My freshman year in college I had a roommate who stayed out late, went to fraternity parties, flung clothes all over our tiny dorm room floor, and watched loud soap operas in the middle of the day.
Can you imagine.
We had a falling out that culminated with (me) screaming, (me) sobbing, (me) throwing things and (me) – god, this is so embarrassing – packing the television set up in my car and driving it back to my parents’ house several weeks before finals. I showed her, man. No more soaps for her (and no more X Files for me).
Poor thing. While she was busy being a normal college freshman, I was clinging to my goody two shoes. (I hate to say I also mean that literally. I only recently tossed out the pair of penny loafers I bought in junior high school and continued to wear through most of college.)
We were not two girls thrown together randomly by a campus housing computer program.

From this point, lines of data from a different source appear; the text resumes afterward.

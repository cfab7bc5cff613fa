//! Password-based encryption of secret values
//!
//! Values are wrapped before they reach either store and unwrapped after
//! they are read back. [`PasswordCodec`] uses AES-256-GCM with Argon2id key
//! derivation, so a wrong password is reported instead of producing garbage.
//!
//! Envelope layout (text): `gsec1:` + base64(salt ‖ nonce ‖ ciphertext ‖ tag)

use base64::Engine as _;
use base64::engine::general_purpose::STANDARD as BASE64;
use ring::aead::{AES_256_GCM, Aad, LessSafeKey, Nonce, UnboundKey};
use ring::rand::{SecureRandom, SystemRandom};
use zeroize::Zeroize;

use crate::error::{CryptoError, CryptoResult};

/// Prefix identifying a [`PasswordCodec`] envelope
pub const ENVELOPE_PREFIX: &str = "gsec1:";

const SALT_LEN: usize = 16;
const NONCE_LEN: usize = 12;
const KEY_LEN: usize = 32;

/// Symmetric encrypt/decrypt primitive over text
pub trait EncryptionCodec: Send + Sync {
    /// Wraps `plaintext` under `password`
    ///
    /// # Errors
    /// Returns `CryptoError::Encryption` if the primitive fails.
    fn encrypt(&self, plaintext: &str, password: &str) -> CryptoResult<String>;

    /// Unwraps `ciphertext` with `password`
    ///
    /// # Errors
    /// Returns `CryptoError::InvalidFormat` for input that is not an envelope
    /// and `CryptoError::InvalidPassword` when authentication fails.
    fn decrypt(&self, ciphertext: &str, password: &str) -> CryptoResult<String>;
}

/// Argon2id cost parameters
#[derive(Debug, Clone, Copy, PartialEq, Eq)]
pub struct KdfParams {
    /// Memory cost in KiB
    pub memory_kib: u32,
    /// Iterations
    pub iterations: u32,
    /// Degree of parallelism
    pub parallelism: u32,
}

impl KdfParams {
    /// Cheap parameters for tests only
    #[must_use]
    pub const fn insecure_fast() -> Self {
        Self {
            memory_kib: 1024,
            iterations: 1,
            parallelism: 1,
        }
    }
}

impl Default for KdfParams {
    fn default() -> Self {
        Self {
            memory_kib: 65536,
            iterations: 3,
            parallelism: 4,
        }
    }
}

/// AES-256-GCM codec keyed by an Argon2id-derived password key
#[derive(Debug, Clone, Default)]
pub struct PasswordCodec {
    params: KdfParams,
}

impl PasswordCodec {
    /// Creates a codec with production parameters
    #[must_use]
    pub fn new() -> Self {
        Self::default()
    }

    /// Creates a codec with explicit Argon2id parameters
    #[must_use]
    pub const fn with_params(params: KdfParams) -> Self {
        Self { params }
    }

    /// Whether `value` looks like an envelope produced by this codec
    #[must_use]
    pub fn is_envelope(value: &str) -> bool {
        value.starts_with(ENVELOPE_PREFIX)
    }

    fn derive_key(&self, password: &str, salt: &[u8]) -> CryptoResult<[u8; KEY_LEN]> {
        use argon2::{Algorithm, Argon2, Params, Version};

        let params = Params::new(
            self.params.memory_kib,
            self.params.iterations,
            self.params.parallelism,
            Some(KEY_LEN),
        )
        .map_err(|e| CryptoError::Encryption(format!("Invalid Argon2 params: {e}")))?;

        let argon2 = Argon2::new(Algorithm::Argon2id, Version::V0x13, params);

        let mut key = [0u8; KEY_LEN];
        argon2
            .hash_password_into(password.as_bytes(), salt, &mut key)
            .map_err(|e| CryptoError::Encryption(format!("Key derivation failed: {e}")))?;

        Ok(key)
    }

    fn sealing_key(&self, password: &str, salt: &[u8]) -> CryptoResult<LessSafeKey> {
        let mut key = self.derive_key(password, salt)?;
        let unbound = UnboundKey::new(&AES_256_GCM, &key);
        key.zeroize();
        let unbound =
            unbound.map_err(|_| CryptoError::Encryption("Failed to create key".to_string()))?;
        Ok(LessSafeKey::new(unbound))
    }
}

impl EncryptionCodec for PasswordCodec {
    fn encrypt(&self, plaintext: &str, password: &str) -> CryptoResult<String> {
        let rng = SystemRandom::new();
        let mut salt = [0u8; SALT_LEN];
        let mut nonce_bytes = [0u8; NONCE_LEN];
        rng.fill(&mut salt)
            .map_err(|_| CryptoError::Encryption("Failed to generate salt".to_string()))?;
        rng.fill(&mut nonce_bytes)
            .map_err(|_| CryptoError::Encryption("Failed to generate nonce".to_string()))?;

        let key = self.sealing_key(password, &salt)?;
        let nonce = Nonce::assume_unique_for_key(nonce_bytes);

        let mut sealed = plaintext.as_bytes().to_vec();
        key.seal_in_place_append_tag(nonce, Aad::empty(), &mut sealed)
            .map_err(|_| CryptoError::Encryption("Encryption failed".to_string()))?;

        let mut raw = Vec::with_capacity(SALT_LEN + NONCE_LEN + sealed.len());
        raw.extend_from_slice(&salt);
        raw.extend_from_slice(&nonce_bytes);
        raw.extend_from_slice(&sealed);

        Ok(format!("{ENVELOPE_PREFIX}{}", BASE64.encode(raw)))
    }

    fn decrypt(&self, ciphertext: &str, password: &str) -> CryptoResult<String> {
        let encoded = ciphertext
            .trim()
            .strip_prefix(ENVELOPE_PREFIX)
            .ok_or_else(|| CryptoError::InvalidFormat("missing envelope prefix".to_string()))?;
        let raw = BASE64
            .decode(encoded)
            .map_err(|e| CryptoError::InvalidFormat(format!("invalid base64: {e}")))?;

        let tag_len = AES_256_GCM.tag_len();
        if raw.len() < SALT_LEN + NONCE_LEN + tag_len {
            return Err(CryptoError::InvalidFormat("envelope too short".to_string()));
        }

        let (salt, rest) = raw.split_at(SALT_LEN);
        let (nonce_bytes, sealed) = rest.split_at(NONCE_LEN);

        let key = self.sealing_key(password, salt)?;
        let mut nonce_array = [0u8; NONCE_LEN];
        nonce_array.copy_from_slice(nonce_bytes);
        let nonce = Nonce::assume_unique_for_key(nonce_array);

        let mut buffer = sealed.to_vec();
        let plaintext = key
            .open_in_place(nonce, Aad::empty(), &mut buffer)
            .map_err(|_| CryptoError::InvalidPassword)?;

        let result = String::from_utf8(plaintext.to_vec())
            .map_err(|e| CryptoError::InvalidFormat(format!("plaintext is not UTF-8: {e}")));
        buffer.zeroize();
        result
    }
}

We had grown up together. Our mothers were close friends who taught in the same elementary school. We spent countless nights at one another’s houses with my younger brother and her younger cousin. She was the first to know of my long-held secret crush on another teacher’s kid. I always knew of her myriad not-so-secret crushes, little childhood “relationships” she (unlike me) always had the courage to reveal. We drifted in and out of each others’ inner circles during junior high, growing closer again in high school. We thought we would be compatible roommates.
Close but not clingy. Complementary, but clashing.
But college freshmen are not so circumspect.
What I regret most about that year is how my exhausting self-riteousness not only prevented me from having any fun, it cost me a friendship and stopped who knows how many others from blossoming. Worst: it blinded me to how smart, giving and perceptive my roommate was.
Is.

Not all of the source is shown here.